Work at Credit Karma
Akash Kulkarni has been serving as a Lead Analyst at Credit Karma since 2018. In this role, he focuses on driving marketing efficiency through model-driven approaches within the Recommendation Analytics team. His responsibilities include measuring the incrementality of various experiments and reporting findings to the business and executive teams. He collaborates across functions, working closely with Marketing, Engineering, Data Science/Machine Learning, and Product Management teams. His projects involve personalization of marketing communication frequency, forecasting and simulation, and engagement-revenue tradeoff.
Education and Expertise
Akash Kulkarni holds a Master of Science (M.S.) in Business Analytics from the University of Cincinnati. He also earned a Bachelor of Engineering (B.E.) in Mechanical Engineering from Visvesvaraya Technological University. His academic background provides a strong foundation for his specialization in segmentation and clustering, experiment design and measurement, and market mix modeling. He has over 10 years of experience in analytics, focusing on experimentation, predictive analytics, and recommendation systems.
Professional Background
Before joining Credit Karma, Akash Kulkarni worked at LendingTree as a Data Scientist from 2016 to 2018. Prior to that, he was an Associate at Tredence from 2014 to 2016. His earlier experience includes a role as a Business Analyst at Mu Sigma from 2011 to 2013, and he completed summer internships at Continental in 2009 and Larsen & Toubro in 2010. His diverse experience spans various roles and industries, contributing to his expertise in analytics.
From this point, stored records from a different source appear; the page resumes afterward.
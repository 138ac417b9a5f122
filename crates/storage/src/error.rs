use thiserror::Error;

#[derive(Debug, Error)]
pub enum StorageError {
    #[error("Database error: {0}")]
    Database(#[from] sqlx::Error),

    #[error("Migration error: {0}")]
    Migration(#[from] sqlx::migrate::MigrateError),

    #[error("Not found")]
    NotFound,

    #[error("Constraint violation: {0}")]
    ConstraintViolation(String),

    #[error("Invalid stored value: {0}")]
    InvalidData(String),
}

pub type Result<T> = std::result::Result<T, StorageError>;

impl StorageError {
    pub fn is_unique_violation(&self) -> bool {
        matches!(
            self,
            StorageError::Database(sqlx::Error::Database(e))
                if e.code().as_deref() == Some("23505")
        )
    }
}
#[cfg(test)]
mod tests {
    use std::sync::Arc;

    use axum::{
        body::Body,
        http::{Request, StatusCode},
    };
    use base64::prelude::*;
    use chrono::Utc;
    use hmac::{Hmac, Mac};
    use serde_json::{Value, json};
    use sha2::Sha256;
    use storage::{
        models::{ApplicationKind, Role},
        repository::{DatathonStore, InMemoryStore},
    };
    use tower::ServiceExt;

    use super::*;
    use crate::middleware::auth::{AdminEmails, USER_ID_HEADER};
    use crate::test_support::provision;

    const WEBHOOK_KEY: &[u8] = b"datathon-test-signing-key";

    fn app(store: &Arc<InMemoryStore>, webhook_secret: Option<String>) -> Router {
        let state = AppState::new(
            store.clone() as Arc<dyn DatathonStore>,
            AdminEmails::from_comma_separated("admin@example.com"),
            webhook_secret,
        );
        router(state)
    }

    fn request(method: &str, uri: &str, user: Option<&str>, body: Option<Value>) -> Request<Body> {
        let mut builder = Request::builder().method(method).uri(uri);
        if let Some(user) = user {
            builder = builder.header(USER_ID_HEADER, user);
        }
        match body {
            Some(body) => builder
                .header("content-type", "application/json")
                .body(Body::from(body.to_string()))
                .unwrap(),
            None => builder.body(Body::empty()).unwrap(),
        }
    }

    async fn json_body(response: axum::response::Response) -> Value {
        let bytes = axum::body::to_bytes(response.into_body(), usize::MAX)
            .await
            .unwrap();
        serde_json::from_slice(&bytes).unwrap()
    }

    #[tokio::test]
    async fn test_missing_identity_is_unauthorized() {
        let store = Arc::new(InMemoryStore::new());

        let response = app(&store, None)
            .oneshot(request("GET", "/api/students/me", None, None))
            .await
            .unwrap();

        assert_eq!(response.status(), StatusCode::UNAUTHORIZED);
        let body = json_body(response).await;
        assert_eq!(body["success"], false);
        assert_eq!(body["error"], "Unauthorized");
    }

    #[tokio::test]
    async fn test_unprovisioned_caller_is_not_found() {
        let store = Arc::new(InMemoryStore::new());

        let response = app(&store, None)
            .oneshot(request("GET", "/api/students/me", Some("user_ghost"), None))
            .await
            .unwrap();

        assert_eq!(response.status(), StatusCode::NOT_FOUND);
    }

    #[tokio::test]
    async fn test_role_selection_flow() {
        let store = Arc::new(InMemoryStore::new());
        let student = provision(&store, "user_jane", "Jane", "Doe").await;

        let response = app(&store, None)
            .oneshot(request(
                "POST",
                "/api/students/me/role",
                Some("user_jane"),
                Some(json!({ "role": "participant" })),
            ))
            .await
            .unwrap();
        assert_eq!(response.status(), StatusCode::OK);
        let body = json_body(response).await;
        assert_eq!(body["success"], true);
        assert_eq!(body["data"]["role"], "participant");

        let response = app(&store, None)
            .oneshot(request(
                "GET",
                "/api/applications/me/status",
                Some("user_jane"),
                None,
            ))
            .await
            .unwrap();
        let body = json_body(response).await;
        assert_eq!(body["has_application"], true);
        assert_eq!(body["application_type"], "participant");
        assert_eq!(body["application_status"], "draft");

        let application = store
            .find_application_for_student(ApplicationKind::Participant, student.id)
            .await
            .unwrap()
            .unwrap();
        let response = app(&store, None)
            .oneshot(request(
                "PUT",
                &format!("/api/applications/{}/steps/1", application.id),
                Some("user_jane"),
                Some(json!({ "full_name": "Jane Doe", "gender": "female" })),
            ))
            .await
            .unwrap();
        assert_eq!(response.status(), StatusCode::OK);
        let body = json_body(response).await;
        assert_eq!(body["data"]["gender"], "female");
        assert_eq!(body["data"]["application_type"], "participant");

        let response = app(&store, None)
            .oneshot(request(
                "POST",
                "/api/applications/me/submit",
                Some("user_jane"),
                None,
            ))
            .await
            .unwrap();
        assert_eq!(response.status(), StatusCode::OK);

        let response = app(&store, None)
            .oneshot(request(
                "POST",
                "/api/students/me/role/change",
                Some("user_jane"),
                Some(json!({ "role": "judge" })),
            ))
            .await
            .unwrap();
        assert_eq!(response.status(), StatusCode::FORBIDDEN);
    }

    #[tokio::test]
    async fn test_withdrawal_is_idempotent() {
        let store = Arc::new(InMemoryStore::new());
        provision(&store, "user_w", "Wren", "Withdraw").await;

        for _ in 0..2 {
            let response = app(&store, None)
                .oneshot(request("DELETE", "/api/applications/me", Some("user_w"), None))
                .await
                .unwrap();
            assert_eq!(response.status(), StatusCode::OK);
            assert_eq!(json_body(response).await, json!({ "success": true }));
        }
    }

    #[tokio::test]
    async fn test_admin_routes_require_allow_listed_email() {
        let store = Arc::new(InMemoryStore::new());
        provision(&store, "user_plain", "Plain", "User").await;
        provision(&store, "admin", "Ada", "Admin").await;

        let response = app(&store, None)
            .oneshot(request("GET", "/api/admin/stats", None, None))
            .await
            .unwrap();
        assert_eq!(response.status(), StatusCode::UNAUTHORIZED);

        let response = app(&store, None)
            .oneshot(request("GET", "/api/admin/stats", Some("user_plain"), None))
            .await
            .unwrap();
        assert_eq!(response.status(), StatusCode::FORBIDDEN);

        let response = app(&store, None)
            .oneshot(request("GET", "/api/admin/stats", Some("admin"), None))
            .await
            .unwrap();
        assert_eq!(response.status(), StatusCode::OK);
        let body = json_body(response).await;
        assert_eq!(body["data"]["participant"]["total"], 0);

        let response = app(&store, None)
            .oneshot(request(
                "GET",
                "/api/admin/applications/coordinator",
                Some("admin"),
                None,
            ))
            .await
            .unwrap();
        assert_eq!(response.status(), StatusCode::BAD_REQUEST);
    }

    #[tokio::test]
    async fn test_admin_rating_flow() {
        let store = Arc::new(InMemoryStore::new());
        let admin = provision(&store, "admin", "Ada", "Admin").await;
        let student = provision(&store, "user_r", "Rex", "Rated").await;
        crate::features::students::services::set_role(store.as_ref(), student.id, Role::Mentor)
            .await
            .unwrap();
        let application = store
            .find_application_for_student(ApplicationKind::Mentor, student.id)
            .await
            .unwrap()
            .unwrap();
        let uri = format!("/api/admin/ratings/{}", application.id);

        let response = app(&store, None)
            .oneshot(request("GET", &uri, Some("admin"), None))
            .await
            .unwrap();
        assert_eq!(json_body(response).await, json!({ "rating": null }));

        let response = app(&store, None)
            .oneshot(request("POST", &uri, Some("admin"), Some(json!({ "score": 11 }))))
            .await
            .unwrap();
        assert_eq!(response.status(), StatusCode::BAD_REQUEST);

        for (score, feedback) in [(8, json!("Good")), (3, Value::Null)] {
            let response = app(&store, None)
                .oneshot(request(
                    "POST",
                    &uri,
                    Some("admin"),
                    Some(json!({ "score": score, "feedback": feedback })),
                ))
                .await
                .unwrap();
            assert_eq!(response.status(), StatusCode::OK);
        }

        let response = app(&store, None)
            .oneshot(request("GET", &uri, Some("admin"), None))
            .await
            .unwrap();
        let body = json_body(response).await;
        assert_eq!(body["rating"]["score"], 3);
        assert_eq!(body["rating"]["rated_by"], admin.id.to_string());
        assert_eq!(store.rating_count(application.id).await, 1);

        let response = app(&store, None)
            .oneshot(request(
                "POST",
                "/api/admin/ratings/latest",
                Some("admin"),
                Some(json!({ "application_ids": [application.id] })),
            ))
            .await
            .unwrap();
        let body = json_body(response).await;
        assert_eq!(body["ratings"][application.id.to_string()]["score"], 3);

        let response = app(&store, None)
            .oneshot(request("DELETE", "/api/applications/me", Some("user_r"), None))
            .await
            .unwrap();
        assert_eq!(response.status(), StatusCode::FORBIDDEN);
    }

    #[tokio::test]
    async fn test_malformed_input_gets_error_envelope() {
        let store = Arc::new(InMemoryStore::new());
        let student = provision(&store, "user_bad", "Bea", "Badinput").await;
        crate::features::students::services::set_role(store.as_ref(), student.id, Role::Mentor)
            .await
            .unwrap();
        let application = store
            .find_application_for_student(ApplicationKind::Mentor, student.id)
            .await
            .unwrap()
            .unwrap();

        let cases = [
            request(
                "POST",
                "/api/students/me/role",
                Some("user_bad"),
                Some(json!({ "role": "wizard" })),
            ),
            request(
                "POST",
                "/api/students/me/role/change",
                Some("user_bad"),
                Some(json!({})),
            ),
            request(
                "PUT",
                &format!("/api/applications/{}/steps/300", application.id),
                Some("user_bad"),
                Some(json!({})),
            ),
            request(
                "PUT",
                &format!("/api/applications/{}/steps/two", application.id),
                Some("user_bad"),
                Some(json!({})),
            ),
            request(
                "PUT",
                "/api/applications/not-a-uuid/steps/1",
                Some("user_bad"),
                Some(json!({})),
            ),
            request(
                "PUT",
                &format!("/api/applications/{}/steps/2", application.id),
                Some("user_bad"),
                Some(json!({ "dietary_restrictions": [1, 2] })),
            ),
            Request::builder()
                .method("POST")
                .uri("/api/students/me/role")
                .header(USER_ID_HEADER, "user_bad")
                .header("content-type", "application/json")
                .body(Body::from("{not json"))
                .unwrap(),
        ];

        for case in cases {
            let uri = case.uri().to_string();
            let response = app(&store, None).oneshot(case).await.unwrap();
            assert_eq!(response.status(), StatusCode::BAD_REQUEST, "{}", uri);
            let body = json_body(response).await;
            assert_eq!(body["success"], false, "{}", uri);
            assert!(body["error"].is_string(), "{}", uri);
        }

        let reloaded = store.find_student(student.id).await.unwrap().unwrap();
        assert_eq!(reloaded.role, Some(Role::Mentor));
    }

    #[tokio::test]
    async fn test_step_accepts_json_scalars() {
        let store = Arc::new(InMemoryStore::new());
        let student = provision(&store, "user_num", "Nu", "Meric").await;
        crate::features::students::services::set_role(store.as_ref(), student.id, Role::Judge)
            .await
            .unwrap();
        let application = store
            .find_application_for_student(ApplicationKind::Judge, student.id)
            .await
            .unwrap()
            .unwrap();

        let response = app(&store, None)
            .oneshot(request(
                "PUT",
                &format!("/api/applications/{}/steps/2", application.id),
                Some("user_num"),
                Some(json!({
                    "domain_expertise_level": 8,
                    "judging_experience": true,
                    "availability": null
                })),
            ))
            .await
            .unwrap();

        assert_eq!(response.status(), StatusCode::OK);
        let body = json_body(response).await;
        assert_eq!(body["data"]["domain_expertise_level"], 8);
        assert_eq!(body["data"]["judging_experience"], true);
        assert_eq!(body["data"]["availability"], Value::Null);
    }

    fn signed_webhook(body: &Value, signing_key: &[u8]) -> Request<Body> {
        let payload = body.to_string();
        let msg_id = "msg_router_test";
        let timestamp = Utc::now().timestamp().to_string();

        let mut mac = Hmac::<Sha256>::new_from_slice(signing_key).unwrap();
        mac.update(format!("{}.{}.{}", msg_id, timestamp, payload).as_bytes());
        let signature = BASE64_STANDARD.encode(mac.finalize().into_bytes());

        Request::builder()
            .method("POST")
            .uri("/api/webhooks/clerk")
            .header("content-type", "application/json")
            .header("svix-id", msg_id)
            .header("svix-timestamp", timestamp)
            .header("svix-signature", format!("v1,{}", signature))
            .body(Body::from(payload))
            .unwrap()
    }

    #[tokio::test]
    async fn test_webhook_provisions_student() {
        let store = Arc::new(InMemoryStore::new());
        let secret = format!("whsec_{}", BASE64_STANDARD.encode(WEBHOOK_KEY));
        let event = json!({
            "type": "user.created",
            "data": {
                "id": "user_hooked",
                "first_name": "Hook",
                "last_name": "Ed",
                "primary_email_address_id": "idn_1",
                "email_addresses": [{ "id": "idn_1", "email_address": "hook@example.com" }]
            }
        });

        let response = app(&store, None)
            .oneshot(signed_webhook(&event, WEBHOOK_KEY))
            .await
            .unwrap();
        assert_eq!(response.status(), StatusCode::SERVICE_UNAVAILABLE);

        let response = app(&store, Some(secret.clone()))
            .oneshot(signed_webhook(&event, b"some-other-key"))
            .await
            .unwrap();
        assert_eq!(response.status(), StatusCode::UNAUTHORIZED);
        assert!(store
            .find_student_by_external_id("user_hooked")
            .await
            .unwrap()
            .is_none());

        let response = app(&store, Some(secret))
            .oneshot(signed_webhook(&event, WEBHOOK_KEY))
            .await
            .unwrap();
        assert_eq!(response.status(), StatusCode::OK);

        let student = store
            .find_student_by_external_id("user_hooked")
            .await
            .unwrap()
            .unwrap();
        assert_eq!(student.email, "hook@example.com");
        assert_eq!(student.role, None);
    }
}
Technical Skills and Tools
Akash Kulkarni is proficient in several analytical tools and programming languages, including Python, SQL, SAS, R, SPSS, Tableau, Looker, and Spotfire. His technical skills encompass expertise in linear and logistic regression, random forest, and tree classifiers. This skill set enables him to effectively analyze data and derive insights that inform business strategies and decision-making.